** Opening AVAILABLE DATA block **
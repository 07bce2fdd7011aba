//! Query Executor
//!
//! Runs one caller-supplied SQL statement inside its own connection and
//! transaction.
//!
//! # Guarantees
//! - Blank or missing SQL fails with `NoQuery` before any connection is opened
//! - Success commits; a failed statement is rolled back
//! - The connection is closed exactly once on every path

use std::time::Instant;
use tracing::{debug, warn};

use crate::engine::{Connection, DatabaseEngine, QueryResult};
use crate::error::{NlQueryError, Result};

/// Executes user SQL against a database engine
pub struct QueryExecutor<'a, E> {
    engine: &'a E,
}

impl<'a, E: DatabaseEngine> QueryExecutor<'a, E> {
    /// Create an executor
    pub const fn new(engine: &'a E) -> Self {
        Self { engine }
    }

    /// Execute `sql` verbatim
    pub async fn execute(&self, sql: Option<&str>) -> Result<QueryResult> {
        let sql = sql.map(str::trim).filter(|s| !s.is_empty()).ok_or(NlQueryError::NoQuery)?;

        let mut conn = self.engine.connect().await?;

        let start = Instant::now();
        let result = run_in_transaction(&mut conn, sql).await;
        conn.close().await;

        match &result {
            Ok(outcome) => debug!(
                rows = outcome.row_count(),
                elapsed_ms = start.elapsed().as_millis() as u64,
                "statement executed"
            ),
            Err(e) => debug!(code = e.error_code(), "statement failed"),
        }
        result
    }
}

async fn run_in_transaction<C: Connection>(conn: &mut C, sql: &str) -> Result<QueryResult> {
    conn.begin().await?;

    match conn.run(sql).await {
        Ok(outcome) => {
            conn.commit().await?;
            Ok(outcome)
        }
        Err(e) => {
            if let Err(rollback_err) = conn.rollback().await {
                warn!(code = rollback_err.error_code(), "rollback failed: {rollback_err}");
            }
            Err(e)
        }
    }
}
** Closing AVAILABLE DATA block **
** Opening AVAILABLE DATA block **
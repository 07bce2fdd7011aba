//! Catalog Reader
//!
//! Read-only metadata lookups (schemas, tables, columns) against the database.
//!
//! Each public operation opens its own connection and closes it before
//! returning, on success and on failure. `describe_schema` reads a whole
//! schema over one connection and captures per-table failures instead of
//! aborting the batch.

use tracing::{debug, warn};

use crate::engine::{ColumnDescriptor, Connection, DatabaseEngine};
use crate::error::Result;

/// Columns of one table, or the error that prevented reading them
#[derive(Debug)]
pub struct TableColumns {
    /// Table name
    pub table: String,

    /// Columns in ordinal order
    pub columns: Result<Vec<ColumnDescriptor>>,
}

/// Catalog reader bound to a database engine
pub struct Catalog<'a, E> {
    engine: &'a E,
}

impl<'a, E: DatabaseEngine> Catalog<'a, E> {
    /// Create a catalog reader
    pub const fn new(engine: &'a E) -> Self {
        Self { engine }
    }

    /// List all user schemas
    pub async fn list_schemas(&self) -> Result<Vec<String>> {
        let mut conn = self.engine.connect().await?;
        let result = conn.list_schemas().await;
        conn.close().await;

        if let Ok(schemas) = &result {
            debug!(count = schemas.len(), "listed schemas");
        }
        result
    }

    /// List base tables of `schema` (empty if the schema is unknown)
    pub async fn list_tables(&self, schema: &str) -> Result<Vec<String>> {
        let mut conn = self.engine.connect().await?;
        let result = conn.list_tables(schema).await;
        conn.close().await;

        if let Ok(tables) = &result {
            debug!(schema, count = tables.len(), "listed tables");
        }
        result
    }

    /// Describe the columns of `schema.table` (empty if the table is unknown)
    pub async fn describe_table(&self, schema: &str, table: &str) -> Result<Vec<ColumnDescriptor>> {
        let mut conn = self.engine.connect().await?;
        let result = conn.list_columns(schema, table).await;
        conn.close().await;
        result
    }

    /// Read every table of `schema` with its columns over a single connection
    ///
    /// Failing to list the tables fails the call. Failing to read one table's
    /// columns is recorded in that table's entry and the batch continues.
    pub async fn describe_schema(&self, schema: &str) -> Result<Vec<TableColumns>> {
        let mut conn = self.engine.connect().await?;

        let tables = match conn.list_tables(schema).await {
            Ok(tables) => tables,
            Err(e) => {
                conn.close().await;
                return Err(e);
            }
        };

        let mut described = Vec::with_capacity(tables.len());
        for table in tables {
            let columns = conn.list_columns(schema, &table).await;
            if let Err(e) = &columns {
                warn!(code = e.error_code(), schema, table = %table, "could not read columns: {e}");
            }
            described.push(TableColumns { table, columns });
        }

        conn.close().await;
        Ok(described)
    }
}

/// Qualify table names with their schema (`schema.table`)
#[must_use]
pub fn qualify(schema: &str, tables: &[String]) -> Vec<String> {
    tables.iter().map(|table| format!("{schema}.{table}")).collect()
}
** Closing AVAILABLE DATA block **
** Opening AVAILABLE DATA block **
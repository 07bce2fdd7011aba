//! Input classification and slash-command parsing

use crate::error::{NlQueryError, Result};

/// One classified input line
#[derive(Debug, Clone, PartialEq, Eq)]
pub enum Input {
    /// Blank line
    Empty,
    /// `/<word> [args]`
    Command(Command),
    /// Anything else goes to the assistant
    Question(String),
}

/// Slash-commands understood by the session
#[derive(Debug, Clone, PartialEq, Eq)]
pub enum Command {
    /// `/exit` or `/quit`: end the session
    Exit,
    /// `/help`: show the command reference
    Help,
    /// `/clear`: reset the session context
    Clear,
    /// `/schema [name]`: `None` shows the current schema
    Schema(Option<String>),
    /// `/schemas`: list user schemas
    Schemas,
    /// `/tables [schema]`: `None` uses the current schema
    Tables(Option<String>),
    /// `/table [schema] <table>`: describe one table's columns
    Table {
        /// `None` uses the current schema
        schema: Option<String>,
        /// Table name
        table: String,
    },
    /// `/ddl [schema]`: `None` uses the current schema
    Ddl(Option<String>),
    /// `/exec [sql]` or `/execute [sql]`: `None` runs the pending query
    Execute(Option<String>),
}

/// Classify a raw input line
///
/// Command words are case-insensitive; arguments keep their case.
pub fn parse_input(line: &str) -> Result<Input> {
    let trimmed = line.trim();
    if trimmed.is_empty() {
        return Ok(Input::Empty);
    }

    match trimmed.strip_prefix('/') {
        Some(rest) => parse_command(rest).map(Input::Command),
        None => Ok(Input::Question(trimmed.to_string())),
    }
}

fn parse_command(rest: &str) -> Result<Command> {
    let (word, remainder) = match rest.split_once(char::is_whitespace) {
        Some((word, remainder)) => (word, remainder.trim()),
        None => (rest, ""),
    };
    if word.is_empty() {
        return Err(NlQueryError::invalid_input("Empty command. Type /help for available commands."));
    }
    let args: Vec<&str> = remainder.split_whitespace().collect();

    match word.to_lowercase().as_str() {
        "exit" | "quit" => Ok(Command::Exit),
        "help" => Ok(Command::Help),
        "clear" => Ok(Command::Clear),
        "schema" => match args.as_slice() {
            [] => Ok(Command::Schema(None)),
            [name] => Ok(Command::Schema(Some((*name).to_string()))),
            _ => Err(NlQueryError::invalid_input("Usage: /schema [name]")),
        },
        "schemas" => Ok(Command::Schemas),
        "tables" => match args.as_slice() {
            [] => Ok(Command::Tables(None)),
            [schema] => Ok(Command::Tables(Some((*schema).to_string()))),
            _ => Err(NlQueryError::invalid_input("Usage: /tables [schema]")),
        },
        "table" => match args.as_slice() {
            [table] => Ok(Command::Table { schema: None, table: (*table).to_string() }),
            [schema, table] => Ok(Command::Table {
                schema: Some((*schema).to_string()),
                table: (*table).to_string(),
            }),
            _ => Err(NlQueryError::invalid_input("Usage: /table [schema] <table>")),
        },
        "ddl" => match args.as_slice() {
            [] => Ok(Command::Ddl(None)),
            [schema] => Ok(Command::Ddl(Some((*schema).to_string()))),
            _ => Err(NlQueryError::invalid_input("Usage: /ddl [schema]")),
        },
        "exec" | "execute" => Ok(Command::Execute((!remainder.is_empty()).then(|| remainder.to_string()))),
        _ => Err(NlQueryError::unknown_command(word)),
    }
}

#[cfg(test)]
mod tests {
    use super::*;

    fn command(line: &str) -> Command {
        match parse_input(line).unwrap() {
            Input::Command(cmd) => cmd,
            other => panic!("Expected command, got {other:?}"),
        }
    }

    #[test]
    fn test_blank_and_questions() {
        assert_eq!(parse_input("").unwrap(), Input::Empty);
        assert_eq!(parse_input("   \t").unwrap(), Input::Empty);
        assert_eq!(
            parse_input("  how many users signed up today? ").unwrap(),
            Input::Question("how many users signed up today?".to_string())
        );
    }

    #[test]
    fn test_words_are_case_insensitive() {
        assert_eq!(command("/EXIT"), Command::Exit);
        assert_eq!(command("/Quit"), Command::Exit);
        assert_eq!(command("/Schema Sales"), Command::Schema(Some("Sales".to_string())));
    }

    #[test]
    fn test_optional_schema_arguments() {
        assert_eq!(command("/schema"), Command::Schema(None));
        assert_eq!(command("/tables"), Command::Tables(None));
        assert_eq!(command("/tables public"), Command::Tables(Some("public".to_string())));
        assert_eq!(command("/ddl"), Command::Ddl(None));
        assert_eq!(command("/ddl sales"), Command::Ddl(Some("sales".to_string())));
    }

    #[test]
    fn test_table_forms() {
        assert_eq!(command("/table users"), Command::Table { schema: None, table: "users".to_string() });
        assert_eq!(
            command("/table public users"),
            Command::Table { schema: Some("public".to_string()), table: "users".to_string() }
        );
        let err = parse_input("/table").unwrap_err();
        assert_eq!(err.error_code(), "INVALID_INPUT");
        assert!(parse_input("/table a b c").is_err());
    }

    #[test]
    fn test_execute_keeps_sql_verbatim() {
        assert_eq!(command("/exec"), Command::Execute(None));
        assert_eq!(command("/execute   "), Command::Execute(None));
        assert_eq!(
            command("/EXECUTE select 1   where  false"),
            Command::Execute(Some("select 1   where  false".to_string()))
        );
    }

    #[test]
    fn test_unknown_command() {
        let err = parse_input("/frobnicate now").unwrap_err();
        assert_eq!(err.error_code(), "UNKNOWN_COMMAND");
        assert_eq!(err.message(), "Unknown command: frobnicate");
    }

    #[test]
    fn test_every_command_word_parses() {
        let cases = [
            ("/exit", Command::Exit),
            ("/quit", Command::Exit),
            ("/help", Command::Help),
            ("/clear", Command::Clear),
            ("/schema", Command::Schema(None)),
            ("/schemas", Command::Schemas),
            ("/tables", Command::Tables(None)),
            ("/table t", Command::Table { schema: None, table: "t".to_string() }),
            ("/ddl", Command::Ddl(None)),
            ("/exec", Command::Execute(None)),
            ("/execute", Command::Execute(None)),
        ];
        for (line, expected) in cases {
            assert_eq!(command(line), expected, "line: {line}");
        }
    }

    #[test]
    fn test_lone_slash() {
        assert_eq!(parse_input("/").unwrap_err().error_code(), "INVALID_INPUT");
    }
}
** Closing AVAILABLE DATA block **
[TASK STATEMENT]: After locating the line holding "#[derive(Debug)]" above, output exactly that line and every line after it through the line holding "the batch continues.". Include nothing else.

[RESPONSE TO THIS EXERCISE]:
#[derive(Debug)]
pub struct TableColumns {
    /// Table name
    pub table: String,

    /// Columns in ordinal order
    pub columns: Result<Vec<ColumnDescriptor>>,
}

/// Catalog reader bound to a database engine
pub struct Catalog<'a, E> {
    engine: &'a E,
}

impl<'a, E: DatabaseEngine> Catalog<'a, E> {
    /// Create a catalog reader
    pub const fn new(engine: &'a E) -> Self {
        Self { engine }
    }

    /// List all user schemas
    pub async fn list_schemas(&self) -> Result<Vec<String>> {
        let mut conn = self.engine.connect().await?;
        let result = conn.list_schemas().await;
        conn.close().await;

        if let Ok(schemas) = &result {
            debug!(count = schemas.len(), "listed schemas");
        }
        result
    }

    /// List base tables of `schema` (empty if the schema is unknown)
    pub async fn list_tables(&self, schema: &str) -> Result<Vec<String>> {
        let mut conn = self.engine.connect().await?;
        let result = conn.list_tables(schema).await;
        conn.close().await;

        if let Ok(tables) = &result {
            debug!(schema, count = tables.len(), "listed tables");
        }
        result
    }

    /// Describe the columns of `schema.table` (empty if the table is unknown)
    pub async fn describe_table(&self, schema: &str, table: &str) -> Result<Vec<ColumnDescriptor>> {
        let mut conn = self.engine.connect().await?;
        let result = conn.list_columns(schema, table).await;
        conn.close().await;
        result
    }

    /// Read every table of `schema` with its columns over a single connection
    ///
    /// Failing to list the tables fails the call. Failing to read one table's
    /// columns is recorded in that table's entry and the batch continues.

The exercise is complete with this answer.